Vauban en avait déjà suggéré le creusement en 1658. Capitaine d’infanterie en Lorraine, il avait imaginé cette voie, afin de servir aux magasins de l’armée autant qu’à l’économie du pays.
Le grand constructeur de nos célèbres ouvrages de défense ne réalisera jamais ce projet, c’est pourtant son tracé qui sera pratiquement adopté 200 ans plus tard en 1874, après bien des études et projets opposès qui virent le jour entre la révolution et 1842, date à laquelle on entreprend le creusement du canal de la Marne au Rhin terminé en 1854.
Le canal de l’Est tel qu’on le nommera dès lors répond à un besoin urgent. Rappelons que le traité de Francfort vient de faire perdre à la France l’Alsace-Lorraine et avec elle les voies navigables de l’est. Le nouveau canal doit relier la Saône et la Moselle aux voies navigables de la Belgique et de la Hollande. Les travaux qui seront achevés sur les 476 Km de son tracé en 1884, auront été rendus possibles grâce à l’argent avancé par les cinq départements parcourus: la Haute Saône, les Vosges, la Meurthe et Moselle, la Meuse et les Ardennes, ainsi que par une souscription garantissant chacune 1 Km. Cette opération aura été un succès puisque se présenteront 2000 preneurs pour les 500 parts proposées.
Mais revenons en 1872. Notre région se trouve brutalement propulsée au rang de zone frontalière avec le vainqueur de Napoléon III: la Prusse de Bismarck. Et tous de reconnaître la nécessité de redessiner les voies de transport. La Moselle et le Rhin sont perdus; pour combien de temps?: «Ce n’ame po tojoà!» La Prusse est puissante puisqu’à l’apogée de sa croissance politique et économique.

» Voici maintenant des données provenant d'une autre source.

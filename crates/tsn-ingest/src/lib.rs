//! TSN Ingest Library
//!
//! Source integrations for publishing external datasets into TSN
//! streams.
//!
//! # Supported Data Sources
//!
//! - **gsheet**: Google Sheets via the public CSV export endpoint
//! - **github**: CSV files hosted in GitHub repositories (also used
//!   for the primitive-sources table driving multi-source runs)
//! - **argentina**: SEPA precios scraper (datos.produccion.gob.ar)
//!
//! # Example
//!
//! ```no_run
//! use std::sync::Arc;
//! use tsn_ingest::gsheet::{sheet_spec, GsheetFetcher};
//! use tsn_pipeline::{HttpTsnClient, PipelineRunner};
//! use tsn_common::StreamId;
//!
//! #[tokio::main]
//! async fn main() -> anyhow::Result<()> {
//!     let client = Arc::new(HttpTsnClient::from_env()?);
//!     let runner = PipelineRunner::new(client);
//!
//!     let stream_id = StreamId::generate("gsheets-direct-flow-stream");
//!     let spec = sheet_spec("gsheet-demo", stream_id, "1.1.01");
//!     let fetcher = GsheetFetcher::new("1WE3Sw_ZZ4IyJmcqG5BTTtAMX6qRX0_k8dBlnH2se7dI")?;
//!
//!     let summary = runner.run(&spec, &fetcher).await;
//!     println!("run outcome: {:?}", summary.outcome);
//!     Ok(())
//! }
//! ```

pub mod argentina;
pub mod csv_records;
pub mod github;
pub mod gsheet;
pub mod sources;
use crate::{helpers, DistanceFunction, Point, Primitive};
use rand::prelude::*;

/// K-Means++ initialization.
///
/// Starts by drawing one sample uniformly as first centroid. Each following centroid is drawn
/// with a probability proportional to the sample's (plain, not squared) distance to its nearest
/// already chosen centroid.
#[inline(always)] pub fn calculate<T, D>(points: &[Point<T>], k: usize, distance: &D, rnd: &mut dyn RngCore) -> Vec<Point<T>>
        where T: Primitive, D: DistanceFunction<T> {
    let mut centroids = Vec::with_capacity(k);
    centroids.push(points[rnd.gen_range(0..points.len())]);
    for _ in 1..k {
        let w = weights(points, &centroids, distance);
        centroids.push(points[draw_weighted(&w, rnd)]);
    }
    centroids
}

/// Sampling weight of every point: its distance to the nearest chosen centroid.
/// Zero exactly for points coinciding with a chosen centroid.
pub fn weights<T, D>(points: &[Point<T>], centroids: &[Point<T>], distance: &D) -> Vec<T>
        where T: Primitive, D: DistanceFunction<T> {
    points.iter().map(|p| helpers::min_distance(p, centroids, distance)).collect()
}

/// Cumulative-subtraction draw: `r` is uniform in `[0, sum(weights))`, walk the weights subtracting
/// each one from `r` and stop at the first positive weight that brings `r` to zero or below.
///
/// If all weights are zero the first index is returned. Should rounding leave `r` positive after
/// the walk, the last positively weighted index is returned.
pub fn draw_weighted<T: Primitive>(weights: &[T], rnd: &mut dyn RngCore) -> usize {
    let total: T = weights.iter().cloned().sum();
    if !(total > T::zero()) || !total.is_finite() {
        return 0;
    }
    let mut r = rnd.gen_range(T::zero()..total);
    let mut last_positive = 0;
    for (idx, w) in weights.iter().cloned().enumerate() {
        if !(w > T::zero()) {
            continue;
        }
        last_positive = idx;
        r -= w;
        if r <= T::zero() {
            return idx;
        }
    }
    last_positive
}
pub mod farthestfirst;
pub mod kmeanplusplus;
pub mod manual;
pub mod randomsample;

use crate::{DistanceFunction, Point, Primitive};
use rand::RngCore;

/// Centroid initialization strategy.
///
/// The outcome of each k-means run depends on the initial centroids. All strategies but
/// [`Initialization::Manual`] draw from the dataset using the configured random generator.
#[derive(Clone, Debug, PartialEq)]
pub enum Initialization<T: Primitive> {
    /// Random-Sample (a.k.a. Forgy, with replacement): k independent uniform draws from the dataset.
    RandomSample,
    /// Farthest-first traversal: deterministic after the first (random) centroid.
    FarthestFirst,
    /// K-Means++ with plain distances as sampling weights.
    KMeansPlusPlus,
    /// Caller supplied centroids, used verbatim.
    Manual(Vec<Point<T>>),
}
impl<T: Primitive> Initialization<T> {
    /// Produce the initial centroids for `points`.
    pub fn initialize<D: DistanceFunction<T>>(&self, points: &[Point<T>], k: usize, distance: &D, rnd: &mut dyn RngCore) -> Vec<Point<T>> {
        match self {
            Initialization::RandomSample => randomsample::calculate(points, k, rnd),
            Initialization::FarthestFirst => farthestfirst::calculate(points, k, distance, rnd),
            Initialization::KMeansPlusPlus => kmeanplusplus::calculate(points, k, distance, rnd),
            Initialization::Manual(seeds) => manual::calculate(seeds, k),
        }
    }

    /// Short name, as shown in strategy pickers and log output.
    pub fn name(&self) -> &'static str {
        match self {
            Initialization::RandomSample => "random",
            Initialization::FarthestFirst => "farthest",
            Initialization::KMeansPlusPlus => "kmeans++",
            Initialization::Manual(_) => "manual",
        }
    }

    pub fn is_manual(&self) -> bool {
        matches!(self, Initialization::Manual(_))
    }
}
impl<T: Primitive> std::str::FromStr for Initialization<T> {
    type Err = String;

    /// Parses the strategy names used by front ends. `manual` parses to an empty seed list.
    fn from_str(s: &str) -> std::result::Result<Self, Self::Err> {
        match s {
            "random" => Ok(Initialization::RandomSample),
            "farthest" => Ok(Initialization::FarthestFirst),
            "kmeans++" => Ok(Initialization::KMeansPlusPlus),
            "manual" => Ok(Initialization::Manual(Vec::new())),
            other => Err(format!("unknown initialization method: {}", other)),
        }
    }
}
use crate::{DistanceFunction, Point, Primitive};

/// Index of the centroid closest to `point`, scanning left to right.
/// A later centroid has to be strictly closer to win, so ties go to the lower index.
pub(crate) fn nearest_centroid<T, D>(point: &Point<T>, centroids: &[Point<T>], distance: &D) -> (usize, T)
        where T: Primitive, D: DistanceFunction<T> {
    let mut best_idx = 0;
    let mut best_dist = T::infinity();
    for (idx, c) in centroids.iter().enumerate() {
        let d = distance.distance(c, point);
        if idx == 0 || d < best_dist {
            best_idx = idx;
            best_dist = d;
        }
    }
    (best_idx, best_dist)
}

/// Minimum distance from `point` to any of `centroids` (infinity, if there are none).
pub(crate) fn min_distance<T, D>(point: &Point<T>, centroids: &[Point<T>], distance: &D) -> T
        where T: Primitive, D: DistanceFunction<T> {
    centroids.iter()
        .map(|c| distance.distance(c, point))
        .fold(T::infinity(), |acc, d| if d < acc { d } else { acc })
}

#[cfg(test)]
macro_rules! assert_approx_eq {
	($left: expr, $right: expr, $tol: expr) => ({
		match ($left, $right, $tol) {
			(left_val , right_val, tol_val) => {
				let delta = (left_val - right_val).abs();
				if !(delta < tol_val) {
					panic!(
						"assertion failed: `(left ≈ right)` \
						(left: `{}`, right: `{}`) \
						with ∆={:1.1e} (allowed ∆={:e})",
						left_val , right_val, delta, tol_val
					)
				}
			}
		}
	});
	($left: expr, $right: expr) => (assert_approx_eq!(($left), ($right), 1e-12))
}

#[cfg(test)]
macro_rules! assert_point_eq {
	($left: expr, $right: expr, $tol: expr) => ({
		let (l, r) = ($left, $right);
		assert_approx_eq!(l.x, r.x, $tol);
		assert_approx_eq!(l.y, r.y, $tol);
	});
	($left: expr, $right: expr) => (assert_point_eq!(($left), ($right), 1e-12))
}

#[cfg(test)]
pub(crate) mod testing {
	use crate::{KMeansConfig, Point, Primitive};
	use rand::prelude::*;

	/// Two well separated pairs of points, handy for hand-checked scenarios.
	pub fn two_pairs<T: Primitive>() -> Vec<Point<T>> {
		[(0.0, 0.0), (0.0, 1.0), (10.0, 10.0), (10.0, 11.0)].iter()
			.map(|&(x, y)| Point::new(T::from(x).unwrap(), T::from(y).unwrap()))
			.collect()
	}

	/// Three gaussian-ish blobs, deterministic for a given seed.
	pub fn blobs<T: Primitive>(seed: u64, per_blob: usize) -> Vec<Point<T>> {
		let mut rnd = StdRng::seed_from_u64(seed);
		let centers = [(-6.0, -6.0), (0.0, 5.0), (7.0, -2.0)];
		let mut res = Vec::with_capacity(per_blob * centers.len());
		for &(cx, cy) in centers.iter() {
			for _ in 0..per_blob {
				let (dx, dy): (f64, f64) = (rnd.gen_range(-1.5..1.5), rnd.gen_range(-1.5..1.5));
				res.push(Point::new(T::from(cx + dx).unwrap(), T::from(cy + dy).unwrap()));
			}
		}
		res
	}

	pub fn seeded_config<'a, T: Primitive>(seed: u64) -> KMeansConfig<'a, T> {
		KMeansConfig::build().random_generator(StdRng::seed_from_u64(seed)).build()
	}
}


#[cfg(test)]
mod tests {
	use super::*;
	use crate::{points, EuclideanDistance};

	#[test]
	fn nearest_prefers_first_on_ties() {
		let centroids = points(&[(-1.0f64, 0.0), (1.0, 0.0), (-1.0, 0.0)]);
		let (idx, dist) = nearest_centroid(&Point::new(0.0, 0.0), &centroids, &EuclideanDistance);
		assert_eq!(idx, 0);
		assert_approx_eq!(dist, 1.0);
	}

	#[test]
	fn nearest_picks_strictly_closer() {
		let centroids = points(&[(5.0f64, 5.0), (1.0, 1.0), (0.5, 0.5)]);
		let (idx, _) = nearest_centroid(&Point::new(0.0, 0.0), &centroids, &EuclideanDistance);
		assert_eq!(idx, 2);
	}

	#[test]
	fn nearest_ignores_nan_centroids() {
		let centroids = points(&[(1.0f64, 0.0), (f64::NAN, f64::NAN)]);
		let (idx, _) = nearest_centroid(&Point::new(0.0, 0.0), &centroids, &EuclideanDistance);
		assert_eq!(idx, 0);
	}

	#[test]
	fn min_distance_over_centroids() {
		let centroids = points(&[(3.0f64, 4.0), (0.0, 2.0)]);
		assert_approx_eq!(min_distance(&Point::new(0.0, 0.0), &centroids, &EuclideanDistance), 2.0);
		assert_eq!(min_distance(&Point::new(0.0f64, 0.0), &[], &EuclideanDistance), f64::INFINITY);
	}
}
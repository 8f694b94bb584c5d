use crate::{DistanceFunction, Point, Primitive};

/// Plain euclidean distance in the plane: `sqrt((x1-x2)^2 + (y1-y2)^2)`.
#[derive(Clone, Copy, Debug, Default)]
pub struct EuclideanDistance;

impl<T: Primitive> DistanceFunction<T> for EuclideanDistance {
    #[inline(always)]
    fn distance(&self, a: &Point<T>, b: &Point<T>) -> T {
        let (dx, dy) = (a.x - b.x, a.y - b.y);
        (dx * dx + dy * dy).sqrt()
    }
}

Le fleuve Meuse gagne alors brusquement une importance qu’il semble perdre à nouveau de nos jours au profit de cette même qu’il a suppléée jadis.
La municipalité de Bras reconnaît le bien-fondé d l’implantation mais s’inquiète de l’amputation de ses meilleurs terres, considérable en regard de la modeste superficie communale, ainsi que du devenir de la qualité de celles qui vont se retrouver enclavées entre les deux voies.
En réponse à une demande du préfet, la municipalité conduite par Monsieur Paquin, refuse sa participation financière aux travaux prétextant le coût qu’elle s’est imposée pour la construction du pont sur la Meuse qui s’est élevé à la somme de 23 000 francs.
Devant les difficultés de la municipalité, le Préfet propose l’établissement d’un port de 265 mètres sur 40 de large avec double rampe d’accès empierré vers Bras et Charny. Le conseil refusera ce projet et alléguera l’impossibilité de trouver une compensation à la perte des terrains et de leurs récoltes, le coût de la construction et le salaire de l’éclusier. Ramené à une longueur de 100 mètres, le port sera toujours rejeté.
Le 16 Septembre 1875, le Conseil examine le plan parcellaire qui lui est présenté et accepte les offres de l’administration pour un montant de 46 085 francs indemnisant la commune de la perte des terrains sur les Lieux-Dits: le Taureau, l’Etang, le Pré sous Bras, le Chemin de la Barque, sur le Pont, le Pré l’Ily. La somme servira en partie à acheter à la Bourse des rentes à 3% garantissant à la commune une rente annuelle de 2000 francs. Pour l’anecdote, il est intéressant de noter que dès 1880, le Conseil déplore que suite aux infiltrations des eaux du canal, les chemins latéraux sont dans le plus pitoyable état et que les foins sont dans l’eau. Histoire à suivre…
Aujourd’hui les péniches se font rare, mais il en passe encore. Pendant que je prépare ces lignes, j’en ai vu passer trois ainsi que plusieurs jolis bateaux de plaisance. Exceptionnel, peut-être!
Alors sonnera-t-on bientôt le glas de cette profession? Est-elle si inutile à l’ ère des 38 tonnes sillonnant à vive et bruyante allure nos routes et nos villages? Le gestionnaire technocrate aura, c’est sûr, le dernier mot. Mais le tourisme fluvial existe, nos amis de la nature aussi. Notre paysage meusien mérite qu’on s’y attarde.